What kind of males utilize such services? According to the operator of the “Uguisudani Erotic Novel Club,” which has been in operation for eight years, 80% to 90% of the customers “are age 40 and over.”
Such males were also determined to enjoy their recent Golden Week holiday, despite the inclement weather.
“Our phones kept ringing and ringing,” the operator relates. “Some nights the staff had to sleep over in the office to take calls.”
The service, which charges 15,000 yen for an 80-minute visit, claims that its customers, who include university professors and company presidents, “Seek to enjoy being scolded by a stern but gentle lady who reminds them of their mothers.”
The operator of a service in Shibuya says that to find “high quality” damsels who will keep demanding customers satisfied, outlays for classified advertising and other recruitment costs can run as high as 500,000 yen per employee.
“But even then, they can’t put in long hours, or work nights at all, since they have to look after their kids and husband,” he says.
Nevertheless, many females who toil for the deri-heru are said to be housewives whose budgets have been hard hit by the prolonged recession.
Shukan Post’s reporter visits a shop named “Kororo-awase” (meeting of hearts) that turns away prospective clientele who have yet to reach age 60.
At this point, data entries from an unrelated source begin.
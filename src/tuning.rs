//! Data-driven game balance
//!
//! Every knob that shapes a session's difficulty curve lives here so the
//! simulation never reaches for a magic number.

use serde::{Deserialize, Serialize};

use crate::consts::PADDLE_SPEED;

/// Balance values for a single session
#[derive(Debug, Clone, PartialEq, Serialize, Deserialize)]
#[serde(default)]
pub struct Tuning {
    /// Session length in seconds
    pub time_limit_secs: u32,
    /// Frames between spawns at session start
    pub initial_spawn_delay: f32,
    /// How much the spawn delay shrinks after each spawn
    pub spawn_delay_step: f32,
    /// Spawn delay never drops below this many frames
    pub min_spawn_delay: f32,
    /// More active balls than this ends the session
    pub max_active_balls: usize,
    /// Paddle movement per frame while a direction key is held
    pub paddle_speed: f32,
}

impl Default for Tuning {
    fn default() -> Self {
        Self {
            time_limit_secs: 60,
            initial_spawn_delay: 60.0,
            spawn_delay_step: 0.2,
            min_spawn_delay: 20.0,
            max_active_balls: 20,
            paddle_speed: PADDLE_SPEED,
        }
    }
}

impl Tuning {
    /// Session length as fractional seconds
    pub fn time_limit(&self) -> f32 {
        self.time_limit_secs as f32
    }

    /// Next spawn delay after a spawn, respecting the floor
    pub fn next_spawn_delay(&self, current: f32) -> f32 {
        (current - self.spawn_delay_step).max(self.min_spawn_delay)
    }
}
//! Platform abstraction layer
//!
//! Handles the native shell's side of:
//! - Time/frame pacing
//! - Keyboard input

pub mod input;
pub mod time;

pub use input::{Command, KeyState};
pub use time::FrameClock;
The charge for admission is 15,000 yen for one hour.
The business card of Kokoro-awase’s female boss bears the job description of “sex counselor.”
“There aren’t many places for seniors to have fun,” she tells the magazine. “Even if they are interested in screwing around, they are shy about phoning. They feel embarrassed if they go limp during sex, and so on. So we opened this place to provide specialized services for the old fellas, with the aim of dispelling their anxieties.”
Most of the shop’s female staff are amateurs, such as housewives, and they are summoned to service the seniors exclusively on an appointment basis.
“Sometimes I’ll spend 20 minutes or so with a customer on the phone, during which time I’ll tell him about several of our girls. Most of them tend to request inexperienced amateurs. For an additional 3,000 yen, we also have a popular “Koibito (lover) course” that includes a ‘date’ followed by sex.
“I get the impression that most our customers are just as satisfied from kissing and holding hands — which gives them the feeling they’re back in their youth — as they are with the sex,” she remarks. (K.S.)
Source: “Deriheru ‘shirubaa sedai’ kakutoku senso saizensen,” Shukan Post (May 25, page 146)
Note: Brief extracts from Japanese vernacular media in the public domain that appear here were translated and summarized under the principle of “fair use.” Every effort has been made to ensure accuracy of the translations. However, we are not responsible for the veracity of their contents. The activities of individuals described herein should not be construed as “typical” behavior of Japanese people nor reflect the intention to portray the country in a negative manner. Our sole aim is to provide examples of various types of reading matter enjoyed by Japanese.